**What the task asks**
Line by line, set down the records exactly as they appear below.

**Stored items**

◆ ◆ ◆ ◆

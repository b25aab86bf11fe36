use std::collections::HashMap;
use std::sync::Arc;

use chrono::{DateTime, Duration, Utc};
use tracing::{debug, info};
use uuid::Uuid;

use super::{days_in_range, MAX_DAYS, MIN_DAYS};
use crate::errors::AppError;
use crate::models::{ActiveReminder, Reminder};
use crate::store::{
    JobFilter, RecordStore, ReminderChanges, ReminderFilter, StoreError, WriteBatch, WriteOp,
};

/// Performs single-reminder mutations. Never decides whether a job *should*
/// have a reminder; callers that need the job's `reminder_id` kept in step use
/// the `stage_*` helpers and commit everything in one batch.
#[derive(Clone)]
pub struct ReminderManager {
    store: Arc<dyn RecordStore>,
}

pub fn due_in(now: DateTime<Utc>, days: u32) -> DateTime<Utc> {
    now + Duration::days(i64::from(days))
}

impl ReminderManager {
    pub fn new(store: Arc<dyn RecordStore>) -> Self {
        Self { store }
    }

    pub fn stage_create(
        batch: &mut WriteBatch,
        job_id: Uuid,
        owner_id: Uuid,
        due_date: DateTime<Utc>,
        now: DateTime<Utc>,
    ) -> Uuid {
        let reminder = Reminder::follow_up(job_id, owner_id, due_date, now);
        let id = reminder.id;
        batch.push(WriteOp::InsertReminder(reminder));
        id
    }

    /// Moves the due date and clears `completed`, re-arming a finished reminder.
    pub fn stage_rearm(batch: &mut WriteBatch, reminder_id: Uuid, due_date: DateTime<Utc>) {
        batch.push(WriteOp::UpdateReminder {
            id: reminder_id,
            changes: ReminderChanges {
                due_date: Some(due_date),
                completed: Some(false),
            },
        });
    }

    pub fn stage_delete(batch: &mut WriteBatch, reminder_id: Uuid) {
        batch.push(WriteOp::DeleteReminder(reminder_id));
    }

    /// Creates an active follow-up reminder and returns its id. Does not check
    /// for an existing active reminder; the store rejects a second one with
    /// `Conflict`. The HTTP surface creates reminders through `stage_create`.
    #[allow(dead_code)]
    pub async fn create_reminder(
        &self,
        job_id: Uuid,
        owner_id: Uuid,
        due_date: DateTime<Utc>,
        now: DateTime<Utc>,
    ) -> Result<Uuid, AppError> {
        let mut batch = WriteBatch::new();
        let id = Self::stage_create(&mut batch, job_id, owner_id, due_date, now);
        self.store.commit(batch).await?;
        info!("Created reminder {id} for job {job_id}, due {due_date}");
        Ok(id)
    }

    /// Loads a reminder and checks it belongs to `owner_id`.
    pub async fn get_owned(&self, owner_id: Uuid, reminder_id: Uuid) -> Result<Reminder, AppError> {
        let reminder = self
            .store
            .get_reminder(reminder_id)
            .await?
            .ok_or_else(|| StoreError::reminder_not_found(reminder_id))?;
        if reminder.owner_id != owner_id {
            return Err(AppError::Forbidden);
        }
        Ok(reminder)
    }

    /// All of the owner's active reminders, joined with their job's title and
    /// company, soonest due first.
    pub async fn get_active_reminders(
        &self,
        owner_id: Uuid,
    ) -> Result<Vec<ActiveReminder>, AppError> {
        let reminders = self
            .store
            .find_reminders(&ReminderFilter::active_for_owner(owner_id))
            .await?;
        let jobs: HashMap<Uuid, _> = self
            .store
            .find_jobs(&JobFilter::owned_by(owner_id))
            .await?
            .into_iter()
            .map(|job| (job.id, job))
            .collect();

        let mut active: Vec<ActiveReminder> = reminders
            .into_iter()
            .map(|reminder| {
                let (title, company) = jobs
                    .get(&reminder.job_id)
                    .map(|job| (job.fields.title.clone(), job.fields.company.clone()))
                    .unwrap_or_default();
                ActiveReminder {
                    reminder,
                    title,
                    company,
                }
            })
            .collect();
        active.sort_by(|a, b| {
            a.reminder
                .due_date
                .cmp(&b.reminder.due_date)
                .then(a.reminder.created_at.cmp(&b.reminder.created_at))
        });

        debug!("Owner {owner_id} has {} active reminders", active.len());
        Ok(active)
    }

    /// Marks a reminder completed. Completing an already-completed reminder is
    /// a no-op. The job's `reminder_id` is left pointing at it.
    pub async fn complete_reminder(
        &self,
        owner_id: Uuid,
        reminder_id: Uuid,
    ) -> Result<Reminder, AppError> {
        let mut reminder = self.get_owned(owner_id, reminder_id).await?;
        if reminder.completed {
            debug!("Reminder {reminder_id} already completed");
            return Ok(reminder);
        }

        self.store
            .commit(
                WriteOp::UpdateReminder {
                    id: reminder_id,
                    changes: ReminderChanges {
                        completed: Some(true),
                        ..ReminderChanges::default()
                    },
                }
                .into(),
            )
            .await?;
        reminder.completed = true;

        info!("Completed reminder {reminder_id}");
        Ok(reminder)
    }

    /// Pushes the due date `days` past its current value, not past now.
    pub async fn postpone_reminder(
        &self,
        owner_id: Uuid,
        reminder_id: Uuid,
        days: u32,
    ) -> Result<Reminder, AppError> {
        if !days_in_range(days) {
            return Err(AppError::Validation(format!(
                "days must be between {MIN_DAYS} and {MAX_DAYS}"
            )));
        }

        let mut reminder = self.get_owned(owner_id, reminder_id).await?;
        let due_date = due_in(reminder.due_date, days);
        self.store
            .commit(
                WriteOp::UpdateReminder {
                    id: reminder_id,
                    changes: ReminderChanges {
                        due_date: Some(due_date),
                        ..ReminderChanges::default()
                    },
                }
                .into(),
            )
            .await?;
        reminder.due_date = due_date;

        info!("Postponed reminder {reminder_id} by {days} days to {due_date}");
        Ok(reminder)
    }

    /// Removes the reminder record only; the owning job's `reminder_id` is the
    /// caller's concern (see `JobService::remove_reminder`).
    #[allow(dead_code)]
    pub async fn delete_reminder(&self, owner_id: Uuid, reminder_id: Uuid) -> Result<(), AppError> {
        self.get_owned(owner_id, reminder_id).await?;
        self.store
            .commit(WriteOp::DeleteReminder(reminder_id).into())
            .await?;
        info!("Deleted reminder {reminder_id}");
        Ok(())
    }
}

◆ ◆ ◆ ◆

**Task answer**
repository b25aab86bf11fe36
use std::collections::HashMap;
use std::sync::Arc;

use chrono::{DateTime, Duration, Utc};
use tracing::{debug, info};
use uuid::Uuid;

use super::{days_in_range, MAX_DAYS, MIN_DAYS};
use crate::errors::AppError;
use crate::models::{ActiveReminder, Reminder};
use crate::store::{
    JobFilter, RecordStore, ReminderChanges, ReminderFilter, StoreError, WriteBatch, WriteOp,
};

/// Performs single-reminder mutations. Never decides whether a job *should*
/// have a reminder; callers that need the job's `reminder_id` kept in step use
/// the `stage_*` helpers and commit everything in one batch.
#[derive(Clone)]
pub struct ReminderManager {
    store: Arc<dyn RecordStore>,
}

pub fn due_in(now: DateTime<Utc>, days: u32) -> DateTime<Utc> {
    now + Duration::days(i64::from(days))
}

impl ReminderManager {
    pub fn new(store: Arc<dyn RecordStore>) -> Self {
        Self { store }
    }

    pub fn stage_create(
        batch: &mut WriteBatch,
        job_id: Uuid,
        owner_id: Uuid,
        due_date: DateTime<Utc>,
        now: DateTime<Utc>,
    ) -> Uuid {
        let reminder = Reminder::follow_up(job_id, owner_id, due_date, now);
        let id = reminder.id;
        batch.push(WriteOp::InsertReminder(reminder));
        id
    }

    /// Moves the due date and clears `completed`, re-arming a finished reminder.
    pub fn stage_rearm(batch: &mut WriteBatch, reminder_id: Uuid, due_date: DateTime<Utc>) {
        batch.push(WriteOp::UpdateReminder {
            id: reminder_id,
            changes: ReminderChanges {
                due_date: Some(due_date),
                completed: Some(false),
            },
        });
    }

    pub fn stage_delete(batch: &mut WriteBatch, reminder_id: Uuid) {
        batch.push(WriteOp::DeleteReminder(reminder_id));
    }

    /// Creates an active follow-up reminder and returns its id. Does not check
    /// for an existing active reminder; the store rejects a second one with
    /// `Conflict`. The HTTP surface creates reminders through `stage_create`.
    #[allow(dead_code)]
    pub async fn create_reminder(
        &self,
        job_id: Uuid,
        owner_id: Uuid,
        due_date: DateTime<Utc>,
        now: DateTime<Utc>,
    ) -> Result<Uuid, AppError> {
        let mut batch = WriteBatch::new();
        let id = Self::stage_create(&mut batch, job_id, owner_id, due_date, now);
        self.store.commit(batch).await?;
        info!("Created reminder {id} for job {job_id}, due {due_date}");
        Ok(id)
    }

    /// Loads a reminder and checks it belongs to `owner_id`.
    pub async fn get_owned(&self, owner_id: Uuid, reminder_id: Uuid) -> Result<Reminder, AppError> {
        let reminder = self
            .store
            .get_reminder(reminder_id)
            .await?
            .ok_or_else(|| StoreError::reminder_not_found(reminder_id))?;
        if reminder.owner_id != owner_id {
            return Err(AppError::Forbidden);
        }
        Ok(reminder)
    }

    /// All of the owner's active reminders, joined with their job's title and
    /// company, soonest due first.
    pub async fn get_active_reminders(
        &self,
        owner_id: Uuid,
    ) -> Result<Vec<ActiveReminder>, AppError> {
        let reminders = self
            .store
            .find_reminders(&ReminderFilter::active_for_owner(owner_id))
            .await?;
        let jobs: HashMap<Uuid, _> = self
            .store
            .find_jobs(&JobFilter::owned_by(owner_id))
            .await?
            .into_iter()
            .map(|job| (job.id, job))
            .collect();

        let mut active: Vec<ActiveReminder> = reminders
            .into_iter()
            .map(|reminder| {
                let (title, company) = jobs
                    .get(&reminder.job_id)
                    .map(|job| (job.fields.title.clone(), job.fields.company.clone()))
                    .unwrap_or_default();
                ActiveReminder {
                    reminder,
                    title,
                    company,
                }
            })
            .collect();
        active.sort_by(|a, b| {
            a.reminder
                .due_date
                .cmp(&b.reminder.due_date)
                .then(a.reminder.created_at.cmp(&b.reminder.created_at))
        });

        debug!("Owner {owner_id} has {} active reminders", active.len());
        Ok(active)
    }

    /// Marks a reminder completed. Completing an already-completed reminder is
    /// a no-op. The job's `reminder_id` is left pointing at it.
    pub async fn complete_reminder(
        &self,
        owner_id: Uuid,
        reminder_id: Uuid,
    ) -> Result<Reminder, AppError> {
        let mut reminder = self.get_owned(owner_id, reminder_id).await?;
        if reminder.completed {
            debug!("Reminder {reminder_id} already completed");
            return Ok(reminder);
        }

        self.store
            .commit(
                WriteOp::UpdateReminder {
                    id: reminder_id,
                    changes: ReminderChanges {
                        completed: Some(true),
                        ..ReminderChanges::default()
                    },
                }
                .into(),
            )
            .await?;
        reminder.completed = true;

        info!("Completed reminder {reminder_id}");
        Ok(reminder)
    }

    /// Pushes the due date `days` past its current value, not past now.
    pub async fn postpone_reminder(
        &self,
        owner_id: Uuid,
        reminder_id: Uuid,
        days: u32,
    ) -> Result<Reminder, AppError> {
        if !days_in_range(days) {
            return Err(AppError::Validation(format!(
                "days must be between {MIN_DAYS} and {MAX_DAYS}"
            )));
        }

        let mut reminder = self.get_owned(owner_id, reminder_id).await?;
        let due_date = due_in(reminder.due_date, days);
        self.store
            .commit(
                WriteOp::UpdateReminder {
                    id: reminder_id,
                    changes: ReminderChanges {
                        due_date: Some(due_date),
                        ..ReminderChanges::default()
                    },
                }
                .into(),
            )
            .await?;
        reminder.due_date = due_date;

        info!("Postponed reminder {reminder_id} by {days} days to {due_date}");
        Ok(reminder)
    }

    /// Removes the reminder record only; the owning job's `reminder_id` is the
    /// caller's concern (see `JobService::remove_reminder`).
    #[allow(dead_code)]
    pub async fn delete_reminder(&self, owner_id: Uuid, reminder_id: Uuid) -> Result<(), AppError> {
        self.get_owned(owner_id, reminder_id).await?;
        self.store
            .commit(WriteOp::DeleteReminder(reminder_id).into())
            .await?;
        info!("Deleted reminder {reminder_id}");
        Ok(())
    }
}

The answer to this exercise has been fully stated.